Recorded information:
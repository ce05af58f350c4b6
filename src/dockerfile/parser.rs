//! Dockerfile instruction parsing.
//!
//! Turns raw Dockerfile text into an ordered list of [`Instruction`]s. The
//! parser never fails: lines it cannot make sense of are dropped and the
//! structural rules report the consequences.

/// One logical Dockerfile instruction.
#[derive(Debug, Clone, PartialEq, Eq)]
pub struct Instruction {
    /// Upper-cased verb (`FROM`, `RUN`, ...).
    pub command: String,
    /// The verb as written in the source.
    pub keyword: String,
    /// Everything after the first whitespace following the verb, verbatim.
    /// Continuation lines are trimmed and joined with a single space.
    pub args: String,
    /// 1-based line of the first physical line.
    pub line: usize,
    /// The original physical lines, newline-joined.
    pub raw: String,
}

impl Instruction {
    /// Whether this instruction has the given (upper-case) verb.
    pub fn is(&self, command: &str) -> bool {
        self.command == command
    }

    /// Whitespace-separated argument tokens.
    pub fn tokens(&self) -> impl Iterator<Item = &str> {
        self.args.split_whitespace()
    }

    /// Whether a `--name` or `--name=value` flag is present.
    pub fn has_flag(&self, name: &str) -> bool {
        self.tokens()
            .take_while(|t| t.starts_with("--"))
            .any(|t| t == name || t.starts_with(&format!("{}=", name)))
    }
}

/// A parsed Dockerfile.
#[derive(Debug, Clone, Default, PartialEq, Eq)]
pub struct Dockerfile {
    /// Instructions in file order.
    pub instructions: Vec<Instruction>,
}

impl Dockerfile {
    /// Parse Dockerfile text.
    ///
    /// # Example
    ///
    /// ```
    /// use infralint::dockerfile::Dockerfile;
    ///
    /// let dockerfile = Dockerfile::parse("FROM alpine:3.19\n\nRUN apk add \\\n    curl\n");
    ///
    /// assert_eq!(dockerfile.instructions.len(), 2);
    /// assert_eq!(dockerfile.instructions[1].args, "apk add curl");
    /// assert_eq!(dockerfile.instructions[1].line, 3);
    /// ```
    pub fn parse(content: &str) -> Self {
        let mut instructions = Vec::new();
        let mut pending: Option<Pending> = None;

        for (index, line) in content.lines().enumerate() {
            let trimmed = line.trim();
            if trimmed.is_empty() || trimmed.starts_with('#') {
                continue;
            }

            let (body, continues) = match trimmed.strip_suffix('\\') {
                Some(body) => (body.trim_end(), true),
                None => (trimmed, false),
            };

            let current = pending.get_or_insert_with(|| Pending::start(index + 1));
            current.push(body, line);

            if !continues {
                if let Some(done) = pending.take().and_then(Pending::finish) {
                    instructions.push(done);
                }
            }
        }

        if let Some(done) = pending.and_then(Pending::finish) {
            instructions.push(done);
        }

        Self { instructions }
    }

    /// Instructions with the given verb.
    pub fn find<'a>(&'a self, command: &'a str) -> impl Iterator<Item = &'a Instruction> + 'a {
        self.instructions.iter().filter(move |i| i.is(command))
    }

    /// Whether any instruction has the given verb.
    pub fn has(&self, command: &str) -> bool {
        self.instructions.iter().any(|i| i.is(command))
    }

    /// Instructions of the last build stage (from the final `FROM` on).
    pub fn final_stage(&self) -> &[Instruction] {
        match self.instructions.iter().rposition(|i| i.is("FROM")) {
            Some(start) => &self.instructions[start..],
            None => &self.instructions,
        }
    }
}

struct Pending {
    line: usize,
    parts: Vec<String>,
    raw: Vec<String>,
}

impl Pending {
    fn start(line: usize) -> Self {
        Self {
            line,
            parts: Vec::new(),
            raw: Vec::new(),
        }
    }

    fn push(&mut self, body: &str, raw: &str) {
        if !body.is_empty() {
            self.parts.push(body.to_string());
        }
        self.raw.push(raw.to_string());
    }

    fn finish(self) -> Option<Instruction> {
        let joined = self.parts.join(" ");
        let mut split = joined.splitn(2, char::is_whitespace);
        let keyword = split.next().filter(|k| !k.is_empty())?.to_string();
        let args = split.next().unwrap_or("").to_string();

        Some(Instruction {
            command: keyword.to_uppercase(),
            keyword,
            args,
            line: self.line,
            raw: self.raw.join("\n"),
        })
    }
}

What to work on:
Search the entries for the string "body" and collect each line that has it.

The completed task:
            let (body, continues) = match trimmed.strip_suffix('\\') {
                Some(body) => (body.trim_end(), true),
            current.push(body, line);
    fn push(&mut self, body: &str, raw: &str) {
        if !body.is_empty() {
            self.parts.push(body.to_string());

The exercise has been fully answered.